==== SUPPLIED MATERIAL
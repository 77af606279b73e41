//! Single polling cycle.

use std::{sync::Arc, time::Duration};

use tracing::{debug, error, info, warn};

use super::pair::PairRegistry;
use crate::{
    Exchange,
    error::ScraperError,
    rpc::SwapApi,
    store::{CursorStore, SwapCatalog},
    trade::{TradeDecoder, TradeSink},
    types::{PollingCursor, SwapRelation},
};

/// Result of scraping a single relation.
#[derive(Debug, PartialEq, Eq)]
enum Outcome {
    /// Cursor could not be established, relation skipped.
    NoCursor,
    /// No new events at the cursor page.
    Empty,
    /// Batch processed and cursor advanced.
    Scraped { published: usize },
}

pub(crate) struct Engine<A, S> {
    pub(crate) exchange: Exchange,
    pub(crate) api: A,
    store: S,
    decoder: TradeDecoder,
    sink: TradeSink,
    pairs: Arc<PairRegistry>,
    events_limit: usize,
    sleep_timeout: Duration,
    target_contract: Option<String>,
}

impl<A, S> Engine<A, S>
where
    A: SwapApi,
    S: SwapCatalog + CursorStore,
{
    #[allow(clippy::too_many_arguments)]
    pub(crate) fn new(
        exchange: Exchange,
        api: A,
        store: S,
        sink: TradeSink,
        pairs: Arc<PairRegistry>,
        events_limit: usize,
        sleep_timeout: Duration,
        target_contract: Option<String>,
    ) -> Self {
        Self {
            decoder: TradeDecoder::new(exchange.name()),
            exchange,
            api,
            store,
            sink,
            pairs,
            events_limit,
            sleep_timeout,
            target_contract,
        }
    }

    /// Runs one polling pass over all tracked swap relations.
    ///
    /// Per-event and per-relation failures are logged and skipped. Catalog,
    /// event fetch and cursor advance failures abort the pass, as does a trade
    /// that can not be published.
    pub(crate) async fn update(&self) -> Result<(), ScraperError> {
        let relations = self.relations().await.inspect_err(|e| {
            error!(error = %e, blockchain = self.exchange.blockchain(), "failed to list swap relations");
        })?;

        for relation in &relations {
            let outcome = self.scrape_relation(relation).await?;
            if let Outcome::Scraped { published } = outcome {
                debug!(contract = %relation.contract, published, "relation scraped");
                tokio::time::sleep(self.sleep_timeout).await;
            }
        }
        Ok(())
    }

    async fn relations(&self) -> Result<Vec<SwapRelation>, ScraperError> {
        let relations = self
            .store
            .swap_relations(self.exchange.blockchain())
            .await?;
        let Some(target) = self.target_contract.as_deref() else {
            return Ok(relations);
        };
        let target_relation = relations.into_iter().find(|r| r.contract == target);
        if target_relation.is_none() {
            warn!(contract = target, "target swap contract is not tracked, nothing to scrape");
        }
        Ok(target_relation.into_iter().collect())
    }

    async fn cursor(&self, relation: &SwapRelation) -> Option<PollingCursor> {
        let blockchain = self.exchange.blockchain();
        if let Err(e) = self
            .store
            .ensure_cursor(&PollingCursor::first(blockchain, &relation.contract))
            .await
        {
            error!(error = %e, contract = %relation.contract, "failed to create polling cursor");
            return None;
        }
        self.store
            .cursor(&relation.contract, blockchain)
            .await
            .inspect_err(|e| {
                error!(error = %e, contract = %relation.contract, "failed to read polling cursor");
            })
            .ok()
    }

    async fn scrape_relation(&self, relation: &SwapRelation) -> Result<Outcome, ScraperError> {
        let Some(cursor) = self.cursor(relation).await else {
            return Ok(Outcome::NoCursor);
        };

        let events = self
            .api
            .swap_events(&relation.contract, self.events_limit, cursor.page)
            .await
            .inspect_err(|e| {
                error!(error = %e, contract = %relation.contract, page = cursor.page, "failed to fetch swap events");
            })?;

        if events.is_empty() {
            info!(contract = %relation.contract, page = cursor.page, "empty events, skip to next contract");
            return Ok(Outcome::Empty);
        }

        let mut published = 0;
        for event in &events {
            debug!(contract = %relation.contract, page = cursor.page, tx_hash = %event.tx_hash, "swap event");
            let timestamp = match self.api.transaction_timestamp(&event.tx_hash).await {
                Ok(timestamp) => timestamp,
                Err(e) => {
                    error!(error = %e, tx_hash = %event.tx_hash, "failed to fetch transaction details");
                    continue;
                }
            };
            let trade = match self.decoder.decode(relation, event, timestamp) {
                Ok(trade) => trade,
                Err(e) => {
                    warn!(error = %e, tx_hash = %event.tx_hash, "failed to decode swap event");
                    continue;
                }
            };
            info!(
                pair = %trade.pair,
                price = %trade.price,
                volume = %trade.volume,
                tx_hash = %trade.foreign_trade_id,
                "trade"
            );

            let (base, quote, time) = (
                trade.base_token.symbol.clone(),
                trade.quote_token.symbol.clone(),
                trade.time,
            );
            self.sink.publish(trade).await?;
            self.pairs.record(&base, &quote, time);
            published += 1;
        }

        let next_page = cursor.page + 1;
        self.store
            .advance_cursor(&cursor.contract, &cursor.blockchain, next_page)
            .await
            .inspect_err(|e| {
                error!(error = %e, contract = %cursor.contract, page = next_page, "failed to advance polling cursor");
            })?;

        Ok(Outcome::Scraped { published })
    }
}
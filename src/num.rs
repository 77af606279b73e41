use alloy::primitives::{I256, U256};
use fastnum::{
    bint,
    decimal::{Context, Decimal, RoundingMode, UnsignedDecimal},
};

/// Fixed-point to decimal converter.
#[derive(Clone, Copy, Debug, Default)]
pub struct Converter {
    decimals: i32,
}

impl Converter {
    pub fn new(decimals: u8) -> Self {
        Self {
            decimals: decimals as i32,
        }
    }

    pub fn from_unsigned<const N: usize>(&self, value: U256) -> UnsignedDecimal<N> {
        let unscaled = bint::UInt::<N>::from_le_slice(value.as_le_slice())
            .expect("Converter: U256 -> UInt::<N>");
        UnsignedDecimal::<N>::from_parts(
            unscaled,
            -self.decimals,
            Context::default().with_rounding_mode(RoundingMode::Floor),
        )
    }

    pub fn from_signed<const N: usize>(&self, value: I256) -> Decimal<N> {
        let unscaled = bint::UInt::<N>::from_le_slice(value.unsigned_abs().as_le_slice())
            .expect("Converter: abs(I256) -> UInt::<N>");
        Decimal::<N>::from_parts(
            unscaled,
            -self.decimals,
            match value.sign() {
                alloy::primitives::Sign::Negative => fastnum::decimal::Sign::Minus,
                alloy::primitives::Sign::Positive => fastnum::decimal::Sign::Plus,
            },
            Context::default().with_rounding_mode(RoundingMode::Floor),
        )
    }
}

/// Parses a raw on-chain amount given as a base 10 integer string.
///
/// Returns `None` for anything but plain digits fitting 256 bits.
pub fn parse_amount(raw: &str) -> Option<U256> {
    let raw = raw.trim();
    if raw.is_empty() || !raw.bytes().all(|b| b.is_ascii_digit()) {
        return None;
    }
    U256::from_str_radix(raw, 10).ok()
}

#[cfg(test)]
mod tests {
    use fastnum::{dec256, udec256};

    use super::*;

    #[test]
    fn test_numeric_converter_from_unsigned() {
        assert_eq!(
            Converter::new(0).from_unsigned(U256::from(1234567890)),
            udec256!(1234567890)
        );
        assert_eq!(
            Converter::new(6).from_unsigned(U256::from(1234567890)),
            udec256!(1234.56789)
        );
        assert_eq!(
            Converter::new(18).from_unsigned(U256::from(300000000000000000u64)),
            udec256!(0.3)
        );
    }

    #[test]
    fn test_numeric_converter_from_signed() {
        assert_eq!(
            Converter::new(6).from_signed(I256::try_from(-500000).unwrap()),
            dec256!(-0.5)
        );
        assert_eq!(
            Converter::new(18).from_signed(I256::try_from(-1000000000000000000i64).unwrap()),
            dec256!(-1)
        );
    }

    #[test]
    fn test_parse_amount() {
        assert_eq!(parse_amount("2000000"), Some(U256::from(2000000)));
        assert_eq!(parse_amount(" 42 "), Some(U256::from(42)));
        assert_eq!(
            parse_amount(
                "115792089237316195423570985008687907853269984665640564039457584007913129639935"
            ),
            Some(U256::MAX)
        );
        assert_eq!(parse_amount(""), None);
        assert_eq!(parse_amount("-5"), None);
        assert_eq!(parse_amount("1.5"), None);
        assert_eq!(parse_amount("0x10"), None);
        // one past U256::MAX
        assert_eq!(
            parse_amount(
                "115792089237316195423570985008687907853269984665640564039457584007913129639936"
            ),
            None
        );
    }
}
========
* PROBLEM DETAILS
Lines that hold "alloy" are the ones to copy, so pick each out from the data.

* PROBLEM SOLUTION
use alloy::primitives::{I256, U256};
                alloy::primitives::Sign::Negative => fastnum::decimal::Sign::Minus,
                alloy::primitives::Sign::Positive => fastnum::decimal::Sign::Plus,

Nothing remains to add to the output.